Coming clean: A micrograph shows the surface of a light-activated catalyst that disinfects water even in the dark. Palladium nanoparticles on the surface of a nitrogen-doped titanium oxide help to extend the catalyst's disinfection power up to 24 hours.
Credit: Shang, et al. University of Illinois at Urbana-Champaign
Getting access to clean drinking water is an ongoing problem for people in developing countries. And even cities that have good water-treatment systems are looking for better ways to deliver safer, cleaner water. Now an international research team has developed a photocatalyst that promises quick, effective water disinfection using sunlight or artificial light. What's more, the photocatalyst keeps working after the light is turned off, disinfecting water even in the dark.

It has long been known that irradiating water with high-intensity ultraviolet light kills bacteria. Some water filters made for campers and hikers, for example, use this technology. Researchers have been working to enhance the method's effectiveness by adding a photocatalyst that gets activated by UV light and generates reactive chemical compounds that break down microbes into carbon dioxide and water.

The new photocatalyst improves on that by using visible, rather than UV, light. Synthesized by Jian-Ku Shang, professor of materials science and engineering at the University of Illinois, Urbana-Champaign, and his colleagues, the photocatalyst works with light in the visible spectrum--wavelengths between 400 and 550 nanometers. It consists of fibers of titanium oxide--a common material used as a white pigment--doped with nitrogen to make it absorb visible light. Alone, the nitrogen-doped titanium oxide kills bacteria, though not efficiently. The researchers added nanoparticles of palladium to the surface of the fibers, greatly increasing the efficiency of the disinfection. He and his colleagues at the Shenyang National Laboratory for Materials Sciences in China published their work online in the Journal of Materials Chemistry.

"It would be very nice to shift activity of the traditional [photocatalyst] materials, which were only activated by ultraviolet radiation, to visible," says Alexander Orlov, assistant professor of materials science and engineering at Stony Brook University in New York. "If you look at the solar spectra, it contains only 5 percent ultraviolet and around 46 of visible." Such photocatalysts would allow solar energy to be used more efficiently as well as used indoors, since fluorescent lighting contains very little ultraviolet light.

Shang and his colleagues tested the photocatalyst by placing it in a solution containing a high concentration of E. coli bacteria and then shining a halogen desk lamp on the solution for varying lengths of time. After an hour, the concentration of bacteria dropped from 10 million cells per liter to just one cell per 10,000 liters.

The researchers also tested the photocatalyst's ability to disinfect in the dark. They shined light on the fibers for 10 hours to simulate exposure to daylight and then stored them in the dark for various times. Even after 24 hours, the photocatalyst still killed bacteria. In fact, just a few minutes of illumination was enough to keep the photocatalyst activated for up to that length of time.

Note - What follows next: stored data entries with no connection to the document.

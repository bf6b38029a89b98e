use serde_json::Value;

use crate::config::StoreSchema;
use crate::error::SyncError;
use crate::remote::StorePath;

#[derive(Debug, Clone, PartialEq, Eq)]
pub struct UserProfile {
    pub id: String,
    pub name: Option<String>,
    pub thumbnail_url: Option<String>,
}

/// Profile fields that are followed after the first resolution.
#[derive(Debug, Clone, Copy, PartialEq, Eq)]
pub enum ProfileField {
    Name,
    ThumbnailUrl,
}

impl ProfileField {
    /// Map a changed child key to a followed field; other keys are ignored.
    pub fn from_key(key: &str, schema: &StoreSchema) -> Option<Self> {
        if key == schema.name_field {
            Some(Self::Name)
        } else if key == schema.thumbnail_url_field {
            Some(Self::ThumbnailUrl)
        } else {
            None
        }
    }
}

impl UserProfile {
    pub fn new(id: impl Into<String>) -> Self {
        Self {
            id: id.into(),
            name: None,
            thumbnail_url: None,
        }
    }

    /// Decode `users/{id}`. A missing record means the partner cannot be shown yet.
    pub fn from_value(
        id: &str,
        path: &StorePath,
        value: &Value,
        schema: &StoreSchema,
    ) -> Result<Self, SyncError> {
        if value.is_null() {
            return Err(SyncError::NotFound {
                partner_id: id.to_string(),
            });
        }
        let Some(map) = value.as_object() else {
            return Err(SyncError::malformed(path, "profile record is not an object"));
        };

        let text = |field: &str| map.get(field).and_then(Value::as_str).map(str::to_string);

        Ok(Self {
            id: id.to_string(),
            name: text(&schema.name_field),
            thumbnail_url: text(&schema.thumbnail_url_field),
        })
    }

    pub fn apply_field(&mut self, field: ProfileField, value: Option<String>) {
        match field {
            ProfileField::Name => self.name = value,
            ProfileField::ThumbnailUrl => self.thumbnail_url = value,
        }
    }
}
use crate::models::Conversation;

/// Derives the unread badge from the canonical conversations.
#[derive(Debug, Clone)]
pub struct BadgeCounter {
    current_user_id: String,
    last_reported: Option<Option<usize>>,
}

impl BadgeCounter {
    pub fn new(current_user_id: impl Into<String>) -> Self {
        Self {
            current_user_id: current_user_id.into(),
            last_reported: None,
        }
    }

    /// Number of unread incoming conversations; `None` when there are none.
    pub fn recompute(conversations: &[Conversation], current_user_id: &str) -> Option<usize> {
        let count = conversations
            .iter()
            .filter(|c| c.is_unread_for(current_user_id))
            .count();
        (count > 0).then_some(count)
    }

    /// Recompute and return the value if it differs from the last one reported.
    pub fn update(&mut self, conversations: &[Conversation]) -> Option<Option<usize>> {
        let badge = Self::recompute(conversations, &self.current_user_id);
        if self.last_reported == Some(badge) {
            return None;
        }
        self.last_reported = Some(badge);
        Some(badge)
    }

    pub fn current(&self) -> Option<usize> {
        self.last_reported.flatten()
    }
}

#[cfg(test)]
mod tests {
    use super::*;
    use crate::models::{Message, UserProfile};

    fn make_test_conversation(partner: &str, from_id: &str, seen: Option<bool>) -> Conversation {
        let message = Message {
            id: format!("m-{}", partner),
            from_id: from_id.to_string(),
            to_id: None,
            text: None,
            image_url: None,
            video_url: None,
            voice_data: None,
            timestamp: 1,
            seen,
        };
        Conversation::new(UserProfile::new(partner), message, None)
    }

    #[test]
    fn test_recompute_counts_unread_incoming() {
        let conversations = vec![
            make_test_conversation("a", "a", Some(false)),
            make_test_conversation("b", "b", Some(true)),
            make_test_conversation("c", "me", Some(false)),
            make_test_conversation("d", "d", None),
            make_test_conversation("e", "e", Some(false)),
        ];
        assert_eq!(BadgeCounter::recompute(&conversations, "me"), Some(2));
    }

    #[test]
    fn test_zero_clears() {
        let conversations = vec![make_test_conversation("b", "b", Some(true))];
        assert_eq!(BadgeCounter::recompute(&conversations, "me"), None);
        assert_eq!(BadgeCounter::recompute(&[], "me"), None);
    }

    #[test]
    fn test_update_reports_changes_only() {
        let mut counter = BadgeCounter::new("me");
        assert_eq!(counter.update(&[]), Some(None));
        assert_eq!(counter.update(&[]), None);

        let unread = vec![make_test_conversation("a", "a", Some(false))];
        assert_eq!(counter.update(&unread), Some(Some(1)));
        assert_eq!(counter.current(), Some(1));
        assert_eq!(counter.update(&unread), None);
        assert_eq!(counter.update(&[]), Some(None));
    }
}
use serde_json::Value;

use crate::error::SyncError;
use crate::remote::StorePath;

/// Per-conversation metadata for the current user.
#[derive(Debug, Clone, Copy, PartialEq, Eq, Default)]
pub struct ChatMetaData {
    /// Unread messages in this conversation
    pub badge_count: u32,
}

impl ChatMetaData {
    /// Decode the metadata record. An absent record is `Ok(None)`; an absent badge field is zero.
    pub fn from_value(
        path: &StorePath,
        value: &Value,
        badge_field: &str,
    ) -> Result<Option<Self>, SyncError> {
        if value.is_null() {
            return Ok(None);
        }
        let Some(map) = value.as_object() else {
            return Err(SyncError::malformed(path, "metadata record is not an object"));
        };

        let badge_count = match map.get(badge_field) {
            None | Some(Value::Null) => 0,
            Some(raw) => raw
                .as_u64()
                .and_then(|n| u32::try_from(n).ok())
                .ok_or_else(|| {
                    SyncError::malformed(path, format!("{} is not a non-negative integer", badge_field))
                })?,
        };

        Ok(Some(Self { badge_count }))
    }
}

"Typically, when you have a photocatalyst, the activity will stop almost instantaneously when the light is switched off," Shang says. "The chemical species you generate will only last a few nanoseconds. This is an intrinsic drawback of a photocatalytic system, since you require light activation essentially all the time."

The palladium nanoparticles boost the photocatalyst's power in two ways. When photons hit the material, they create pairs of positive and negative charges--holes and electrons. The positively charged holes on the surface of the nitrogen-doped titanium oxide react with water to produce hydroxyl radicals, which then attack bacteria. "What palladium nanoparticles do is they grab electrons away so most of the holes you produce will be able to survive without being neutralized by electrons," says Shang.

As soon as they grab the electrons, the nanoparticles enter a different chemical state and store the negative charges. "When the light is switched off, that charge gets slowly released, and that slow release is what gives us that memory effect," Shang says. "That charge can react with water molecules to produce oxidizing agents again." He says nanoparticles of other transition metals, like silver, also enhance the photocatalyst's effectiveness.

The photocatalyst offers the ability to disinfect at full power during the day and then keep working at night or during power outages. Also, because the disinfection happens quickly, systems could be designed to clean large volumes of water by exposing it to light as the water flows through pipes, Shang says.